The health reform law does not provide specific direction to HHS regarding the administrative process used to implement the law. The agency therefore has the discretion to use a range of tools to implement the statute, such as publishing regulations in the Federal Register with a public notice and comment period, or using other types of approaches such as posted policy instructions, funding availability announcements (where applicable), official letters to affected entities (such as letters to state Medicaid agencies), and posted rulings and notices. Agency websites can be checked regularly for updates.
Key Implementation Issues
- Relationship to Title VI: How will the data collection requirements under the health reform law interact with existing requirements under the 1964 Civil Rights Act? Will entities that follow federal data collection requirements under the health reform law be deemed in compliance with Title VI data collection requirements?
- Requirements that extend the reach of Title VI: Title VI applies only to federally supported entities; however, the new requirement reaches both federally supported and conducted activities. How will these differences be translated into new data collection responsibilities? Are there programs or activities previously not covered by Title VI that will be covered by these new requirements?

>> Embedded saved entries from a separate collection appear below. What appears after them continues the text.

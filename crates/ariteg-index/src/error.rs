//! Error types for the index crate.

/// Errors that can occur during integrity index operations.
#[derive(Debug, thiserror::Error)]
pub enum IndexError {
    /// I/O error from the persistence layer.
    #[error("I/O error: {0}")]
    Io(#[from] std::io::Error),

    /// A record could not be encoded or decoded.
    #[error("serialization error: {0}")]
    Serialization(String),

    /// A primary hash is not a valid record key.
    #[error("invalid primary hash: {0:?}")]
    InvalidKey(String),
}

/// Convenience alias for index results.
pub type IndexResult<T> = Result<T, IndexError>;
use std::fs::File;
use std::io::{BufReader, BufWriter, Write};
use std::path::Path;

use anyhow::{bail, Context};
use ariteg_core::{Ariteg, AritegLink, CommitDraft, LinkType, StorageStatus, StoreReceipt};
use ariteg_index::ProtoMetaRepository;
use colored::Colorize;
use serde_json::json;

use crate::cli::*;
use crate::repo;

pub async fn run_command(cli: Cli) -> anyhow::Result<()> {
    let Cli {
        command,
        repo: root,
        format,
        ..
    } = cli;
    match command {
        Command::Init(args) => cmd_init(&root, args, format),
        Command::Config => cmd_config(&root, format),
        Command::Put(args) => cmd_put(&repo::open(&root)?, args, format).await,
        Command::Get(args) => cmd_get(&repo::open(&root)?, args, format).await,
        Command::Tree(args) => cmd_tree(&repo::open(&root)?, args, format).await,
        Command::Commit(args) => cmd_commit(&repo::open(&root)?, args, format).await,
        Command::Probe(args) => cmd_probe(&repo::open(&root)?, args, format).await,
        Command::Verify(args) => cmd_verify(&repo::open(&root)?, args, format).await,
        Command::Meta(args) => cmd_meta(&repo::open(&root)?, args, format),
        Command::Rm(args) => cmd_rm(&repo::open(&root)?, args, format).await,
    }
}

fn cmd_init(root: &Path, args: InitArgs, format: OutputFormat) -> anyhow::Result<()> {
    let config = repo::init(root, args.compress)?;
    match format {
        OutputFormat::Text => {
            println!(
                "{} Initialized Ariteg repository in {}",
                "✓".green().bold(),
                root.display().to_string().bold()
            );
            println!("  Config: {}", config.display());
            if args.compress {
                println!("  Objects are zstd-compressed");
            }
        }
        OutputFormat::Json => println!(
            "{}",
            json!({ "repo": root, "config": config, "compress": args.compress })
        ),
    }
    Ok(())
}

fn cmd_config(root: &Path, format: OutputFormat) -> anyhow::Result<()> {
    let config = repo::load_config(root)?;
    match format {
        OutputFormat::Text => print!("{}", config.to_toml_string()?),
        OutputFormat::Json => println!("{}", serde_json::to_string_pretty(&config)?),
    }
    Ok(())
}

/// Wait for a receipt and report it.
async fn finish(receipt: StoreReceipt, format: OutputFormat) -> anyhow::Result<AritegLink> {
    let link = receipt.link.clone();
    let written = receipt.completion.await.into_result()?.is_some();
    match format {
        OutputFormat::Text => println!(
            "{} {} ({})",
            "✓".green().bold(),
            link.to_string().yellow(),
            if written { "written" } else { "already stored" }
        ),
        OutputFormat::Json => println!(
            "{}",
            json!({ "link": link.to_string(), "written": written })
        ),
    }
    Ok(link)
}

async fn cmd_put(ariteg: &Ariteg, args: PutArgs, format: OutputFormat) -> anyhow::Result<()> {
    let receipt = if args.path.as_os_str() == "-" {
        ariteg.store_stream(std::io::stdin()).await?
    } else {
        let file = File::open(&args.path)
            .with_context(|| format!("cannot open {}", args.path.display()))?;
        ariteg.store_stream(BufReader::new(file)).await?
    };
    finish(receipt, format).await?;
    Ok(())
}

async fn cmd_get(ariteg: &Ariteg, args: GetArgs, format: OutputFormat) -> anyhow::Result<()> {
    let link = &args.link;
    match link.link_type {
        LinkType::Blob | LinkType::List => match &args.output {
            Some(path) => {
                let file = File::create(path)
                    .with_context(|| format!("cannot create {}", path.display()))?;
                let mut out = BufWriter::new(file);
                let bytes = ariteg.restore_stream(link, &mut out).await?;
                out.flush()?;
                match format {
                    OutputFormat::Text => eprintln!(
                        "{} Restored {} bytes to {}",
                        "✓".green().bold(),
                        bytes,
                        path.display()
                    ),
                    OutputFormat::Json => println!(
                        "{}",
                        json!({ "link": link.to_string(), "bytes": bytes, "output": path })
                    ),
                }
            }
            None => {
                ariteg.restore_stream(link, &mut std::io::stdout()).await?;
            }
        },
        LinkType::Tree => {
            let tree = ariteg.restore_tree(link).await?;
            match format {
                OutputFormat::Text => {
                    for entry in tree.entries() {
                        println!("{}  {}", entry.link.to_string().dimmed(), entry.name);
                    }
                }
                OutputFormat::Json => {
                    let entries: Vec<_> = tree
                        .entries()
                        .iter()
                        .map(|e| json!({ "name": e.name, "link": e.link.to_string() }))
                        .collect();
                    println!("{}", json!({ "link": link.to_string(), "entries": entries }));
                }
            }
        }
        LinkType::Commit => {
            let commit = ariteg.restore_commit(link).await?;
            let parents: Vec<String> = commit.parents.iter().map(ToString::to_string).collect();
            match format {
                OutputFormat::Text => {
                    println!("{} {}", "commit".yellow().bold(), link.multihash);
                    println!("  Root: {}", commit.root.to_string().cyan());
                    for parent in &parents {
                        println!("  Parent: {}", parent.cyan());
                    }
                    println!("  Author: {}", commit.author);
                    println!("  Timestamp: {}", commit.unix_timestamp_ms);
                    println!("\n    {}", commit.message);
                }
                OutputFormat::Json => println!(
                    "{}",
                    json!({
                        "link": link.to_string(),
                        "root": commit.root.to_string(),
                        "parents": parents,
                        "author": commit.author,
                        "message": commit.message,
                        "unix_timestamp_ms": commit.unix_timestamp_ms,
                    })
                ),
            }
        }
    }
    Ok(())
}

async fn cmd_tree(ariteg: &Ariteg, args: TreeArgs, format: OutputFormat) -> anyhow::Result<()> {
    let receipt = ariteg.store_tree(args.entries).await?;
    finish(receipt, format).await?;
    Ok(())
}

async fn cmd_commit(ariteg: &Ariteg, args: CommitArgs, format: OutputFormat) -> anyhow::Result<()> {
    let draft = args
        .parent
        .into_iter()
        .fold(CommitDraft::new(args.root), CommitDraft::with_parent)
        .with_message(args.message)
        .with_author(args.author);
    let receipt = ariteg.store_commit(draft).await?;
    finish(receipt, format).await?;
    Ok(())
}

async fn cmd_probe(ariteg: &Ariteg, args: LinkArgs, format: OutputFormat) -> anyhow::Result<()> {
    let status = ariteg.probe(&args.link).await?;
    match format {
        OutputFormat::Text => {
            println!("{} {} is available", "✓".green().bold(), args.link.short().yellow());
            println!("  Available from: {}", status.available_from);
            let expires = if status.expired_timestamp == StorageStatus::UNSET {
                "never".to_string()
            } else {
                status.expired_timestamp.to_string()
            };
            println!("  Expires: {expires}");
            match status.size() {
                Some(size) => println!("  Size: {size} bytes"),
                None => println!("  Size: unknown"),
            }
        }
        OutputFormat::Json => println!("{}", serde_json::to_string(&status)?),
    }
    Ok(())
}

async fn cmd_verify(ariteg: &Ariteg, args: LinkArgs, format: OutputFormat) -> anyhow::Result<()> {
    let summary = ariteg.walk(&args.link).await?;
    match format {
        OutputFormat::Text => {
            println!("{} Object graph verified", "✓".green().bold());
            println!("  Commits: {}", summary.commits);
            println!("  Trees: {}", summary.trees);
            println!("  Lists: {}", summary.lists);
            println!("  Blobs: {}", summary.blobs);
            println!("  Stored bytes: {}", summary.bytes);
        }
        OutputFormat::Json => println!("{}", serde_json::to_string(&summary)?),
    }
    Ok(())
}

fn cmd_meta(ariteg: &Ariteg, args: LinkArgs, format: OutputFormat) -> anyhow::Result<()> {
    let Some(meta) = ariteg.index().get(&args.link.multihash.to_hex())? else {
        bail!("no integrity record for {}", args.link);
    };
    match format {
        OutputFormat::Text => {
            println!("Primary:   {}", meta.primary_hash.yellow());
            println!("Secondary: {}", meta.secondary_hash.cyan());
        }
        OutputFormat::Json => println!("{}", serde_json::to_string(&meta)?),
    }
    Ok(())
}

async fn cmd_rm(ariteg: &Ariteg, args: LinkArgs, format: OutputFormat) -> anyhow::Result<()> {
    let existed = ariteg.delete(&args.link).await?;
    match format {
        OutputFormat::Text if existed => {
            println!("{} Removed {}", "✓".green().bold(), args.link.short().yellow())
        }
        OutputFormat::Text => println!("Nothing to remove for {}", args.link.short()),
        OutputFormat::Json => println!(
            "{}",
            json!({ "link": args.link.to_string(), "removed": existed })
        ),
    }
    Ok(())
}
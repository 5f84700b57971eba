//! The Ariteg store/restore pipeline.
//!
//! [`Ariteg`] turns byte streams into a content-addressed object graph and
//! back. On the way in it chunks, hashes, skips what is already stored,
//! writes the rest in the background and records an integrity entry per
//! object. On the way out it checks availability, verifies both hashes and
//! reassembles.
//!
//! # Example
//!
//! ```no_run
//! # async fn demo() -> Result<(), ariteg_core::AritegError> {
//! use std::sync::Arc;
//! use ariteg_core::{Ariteg, AritegConfig};
//! use ariteg_index::InMemoryProtoMetaRepository;
//! use ariteg_store::InMemoryObjectStore;
//!
//! let ariteg = Ariteg::new(
//!     Arc::new(InMemoryObjectStore::new()),
//!     Arc::new(InMemoryProtoMetaRepository::new()),
//!     AritegConfig::default(),
//! )?;
//! let link = ariteg.store_stream(&b"hello"[..]).await?.durable().await?;
//! assert_eq!(ariteg.restore_bytes(&link).await?, b"hello");
//! # Ok(())
//! # }
//! ```

pub mod commit;
pub mod config;
pub mod error;
pub mod lifecycle;
pub mod pipeline;
pub mod receipt;
pub mod restore;

#[cfg(test)]
pub(crate) mod test_support;

pub use commit::CommitDraft;
pub use config::{AritegConfig, ConfigError};
pub use error::{AritegError, AritegResult, BoxError, Direction, Stage};
pub use lifecycle::Operation;
pub use pipeline::Ariteg;
pub use receipt::{Completion, StoreReceipt, WriteOutcome};
pub use restore::GraphSummary;

// Re-export the types callers need to drive the pipeline.
pub use ariteg_chunk::ChunkingStrategy;
pub use ariteg_store::{Commit, List, Tree, TreeEntry};
pub use ariteg_types::{AritegLink, HashAlgorithm, LinkType, Multihash, ProtoMeta, StorageStatus};
use clap::Parser;
use tracing::Level;

mod cli;
mod commands;
mod repo;

#[tokio::main]
async fn main() -> anyhow::Result<()> {
    let cli = cli::Cli::parse();
    // Logs go to stderr so `get` can stream content to stdout.
    tracing_subscriber::fmt()
        .with_max_level(if cli.verbose { Level::DEBUG } else { Level::WARN })
        .with_writer(std::io::stderr)
        .init();
    commands::run_command(cli).await
}
use std::path::{Path, PathBuf};

use ariteg_chunk::ChunkingStrategy;
use ariteg_types::HashAlgorithm;
use serde::{Deserialize, Serialize};

/// Default bound on concurrently running backend writes.
pub const DEFAULT_MAX_IN_FLIGHT_WRITES: usize = 64;

/// Default zstd level for compressing stores.
pub const DEFAULT_COMPRESSION_LEVEL: i32 = 3;

/// Errors loading or validating an [`AritegConfig`].
#[derive(Debug, thiserror::Error)]
pub enum ConfigError {
    #[error("failed to read config {path}: {source}")]
    Io {
        path: PathBuf,
        #[source]
        source: std::io::Error,
    },

    #[error("failed to parse config: {0}")]
    Parse(#[from] toml::de::Error),

    #[error("invalid config: {0}")]
    Invalid(String),
}

/// Pipeline configuration.
///
/// Every field has a default, so an empty TOML document is a valid config.
#[derive(Clone, Debug, PartialEq, Serialize, Deserialize)]
#[serde(default, deny_unknown_fields)]
pub struct AritegConfig {
    /// Algorithm that addresses objects.
    pub primary_algorithm: HashAlgorithm,
    /// Algorithm of the integrity index's secondary hash.
    pub secondary_algorithm: HashAlgorithm,
    /// Upper bound on backend writes running at once.
    pub max_in_flight_writes: usize,
    /// Whether committed objects are zstd-compressed. Fixed when the
    /// repository is created; reading with the other setting fails
    /// verification.
    pub compress: bool,
    /// zstd level used when `compress` is set.
    pub compression_level: i32,
    /// How streams are split into chunks.
    pub chunking: ChunkingStrategy,
}

impl Default for AritegConfig {
    fn default() -> Self {
        Self {
            primary_algorithm: HashAlgorithm::Blake3,
            secondary_algorithm: HashAlgorithm::Sha2_512,
            max_in_flight_writes: DEFAULT_MAX_IN_FLIGHT_WRITES,
            compress: false,
            compression_level: DEFAULT_COMPRESSION_LEVEL,
            chunking: ChunkingStrategy::default(),
        }
    }
}

impl AritegConfig {
    /// Parse and validate a TOML document.
    pub fn from_toml_str(s: &str) -> Result<Self, ConfigError> {
        let config: Self = toml::from_str(s)?;
        config.validate()?;
        Ok(config)
    }

    /// Read, parse and validate a TOML file.
    pub fn load(path: impl AsRef<Path>) -> Result<Self, ConfigError> {
        let path = path.as_ref();
        let text = std::fs::read_to_string(path).map_err(|source| ConfigError::Io {
            path: path.to_path_buf(),
            source,
        })?;
        Self::from_toml_str(&text)
    }

    /// Render as TOML.
    pub fn to_toml_string(&self) -> Result<String, ConfigError> {
        toml::to_string(self).map_err(|e| ConfigError::Invalid(e.to_string()))
    }

    pub fn validate(&self) -> Result<(), ConfigError> {
        self.chunking
            .validate()
            .map_err(|e| ConfigError::Invalid(e.to_string()))?;
        if self.primary_algorithm == HashAlgorithm::Identity {
            return Err(ConfigError::Invalid(
                "identity cannot address objects".to_string(),
            ));
        }
        if self.max_in_flight_writes == 0 {
            return Err(ConfigError::Invalid(
                "max_in_flight_writes must be at least 1".to_string(),
            ));
        }
        if !(1..=22).contains(&self.compression_level) {
            return Err(ConfigError::Invalid(format!(
                "compression_level {} outside 1..=22",
                self.compression_level
            )));
        }
        Ok(())
    }
}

- Relationship to state laws: Will the new data collection requirements be interpreted as pre-empting state laws that prohibit or impede race- and ethnicity-based data collection in any program?
- Enforcement: What procedures will the Secretary use to assure that covered entities with reporting duties comply with the law’s requirements?
- Uses of data: How will the Secretary assure that data, once collected, are used to guide federal program management and policy development and decision-making?
- Awards to communities: What conditions and expectations will be attached to the grants awarded to public and nonprofit private entities in communities of color? By what methods will the Secretary develop measures to evaluate community outreach activities, language services, and workforce cultural competence?
Recent Agency Action
No action has been taken as of this writing.
Authorized Funding Levels
- For the purpose of carrying out the data collection provision, Congress authorized to be appropriated “such sums” (i.e., subject to annual appropriations decisions) as may be necessary for each of fiscal years 2010 through 2014. However, the law also says that “data may not be collected under this section unless funds are directly appropriated for such purpose in an appropriations act.”
- For the purpose of carrying out the grants to improve minority health, the law authorizes such sums as may be necessary for each of fiscal years 2011 through 2016.
- For the purpose of transferring the Office of Minority Health from the Office of Public Health and Science to the Office of the Secretary, all funds related to the operation of the Office are transferred to the Office of the Secretary.
 Unequal Treatment: Confronting Racial and Ethnic Disparities in Health Care,” Brian Smedley et al., eds., Committee on Understanding and Eliminating Racial and Ethnic Disparities in Health Care, Institute of Medicine. http://www.nap.edu/openbook.php?isbn=030908265X.
 42 U.S.C. §§ 2000d et seq.
 Sara Rosenbaum and Joel Teitelbaum, “Civil Rights Enforcement in the Modern Healthcare System: Reinvigorating the Role of the Federal Government in the Aftermath of Alexander v. Sandoval,” Yale Journal of Health Policy, Law, and Ethics, Vol. III(2), pp. 215-252 (2003).
 Madison-Hughes v. Shalala, 80 F.3d 1121 (6th Cir. 1996).